(Exercise): Below are records; count how many of their lines contain the string "cards", and give only that number.

*** Opening of Data extract ***

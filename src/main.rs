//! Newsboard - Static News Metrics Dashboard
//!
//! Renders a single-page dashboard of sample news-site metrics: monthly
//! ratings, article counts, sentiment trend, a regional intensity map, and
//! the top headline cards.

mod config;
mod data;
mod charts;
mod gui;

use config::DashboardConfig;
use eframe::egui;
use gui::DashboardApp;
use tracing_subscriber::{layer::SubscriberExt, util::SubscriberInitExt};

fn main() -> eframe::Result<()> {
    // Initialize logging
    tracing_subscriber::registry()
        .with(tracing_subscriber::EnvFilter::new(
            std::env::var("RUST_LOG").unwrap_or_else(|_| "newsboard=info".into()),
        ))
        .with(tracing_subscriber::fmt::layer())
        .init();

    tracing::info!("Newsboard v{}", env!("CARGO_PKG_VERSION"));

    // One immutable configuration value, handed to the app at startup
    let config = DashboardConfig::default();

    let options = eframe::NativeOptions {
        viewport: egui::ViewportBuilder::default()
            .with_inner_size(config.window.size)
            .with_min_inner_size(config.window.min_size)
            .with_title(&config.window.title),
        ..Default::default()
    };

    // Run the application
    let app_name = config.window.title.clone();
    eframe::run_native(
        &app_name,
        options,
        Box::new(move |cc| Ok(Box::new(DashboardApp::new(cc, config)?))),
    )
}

*** Close of Data extract ***
*** Opening of Data extract ***

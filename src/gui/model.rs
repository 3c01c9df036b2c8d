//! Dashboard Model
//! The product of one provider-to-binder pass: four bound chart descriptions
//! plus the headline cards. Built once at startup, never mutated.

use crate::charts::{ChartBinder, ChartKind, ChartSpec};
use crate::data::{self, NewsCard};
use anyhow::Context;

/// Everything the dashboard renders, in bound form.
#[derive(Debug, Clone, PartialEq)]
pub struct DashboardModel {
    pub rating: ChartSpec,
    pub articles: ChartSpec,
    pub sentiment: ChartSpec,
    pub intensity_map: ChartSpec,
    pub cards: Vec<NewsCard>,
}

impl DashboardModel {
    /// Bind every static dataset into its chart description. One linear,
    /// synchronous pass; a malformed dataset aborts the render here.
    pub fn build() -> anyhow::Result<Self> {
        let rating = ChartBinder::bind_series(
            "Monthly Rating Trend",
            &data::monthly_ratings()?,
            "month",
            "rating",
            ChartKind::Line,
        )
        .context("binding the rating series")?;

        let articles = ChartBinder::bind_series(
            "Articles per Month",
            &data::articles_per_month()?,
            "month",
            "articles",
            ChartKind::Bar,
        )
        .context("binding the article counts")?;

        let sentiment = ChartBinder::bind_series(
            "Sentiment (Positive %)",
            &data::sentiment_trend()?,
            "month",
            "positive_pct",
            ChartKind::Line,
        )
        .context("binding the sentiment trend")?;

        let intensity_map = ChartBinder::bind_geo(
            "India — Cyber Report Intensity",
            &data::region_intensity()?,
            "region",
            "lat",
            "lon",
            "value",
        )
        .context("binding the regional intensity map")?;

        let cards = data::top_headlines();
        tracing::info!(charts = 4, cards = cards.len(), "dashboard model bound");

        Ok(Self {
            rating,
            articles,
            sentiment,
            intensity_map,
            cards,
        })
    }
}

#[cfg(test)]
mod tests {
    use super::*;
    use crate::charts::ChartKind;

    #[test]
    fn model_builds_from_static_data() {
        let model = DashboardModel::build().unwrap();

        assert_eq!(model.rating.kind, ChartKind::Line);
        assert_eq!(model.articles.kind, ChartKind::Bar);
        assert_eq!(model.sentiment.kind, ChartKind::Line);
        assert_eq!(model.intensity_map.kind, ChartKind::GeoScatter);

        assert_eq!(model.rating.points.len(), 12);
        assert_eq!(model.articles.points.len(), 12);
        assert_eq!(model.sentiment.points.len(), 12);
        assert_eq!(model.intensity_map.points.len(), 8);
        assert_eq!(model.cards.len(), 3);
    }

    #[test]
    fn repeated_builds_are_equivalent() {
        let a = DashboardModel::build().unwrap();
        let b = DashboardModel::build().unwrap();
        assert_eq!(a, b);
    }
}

*** Close of Data extract ***

(Result of this task): 7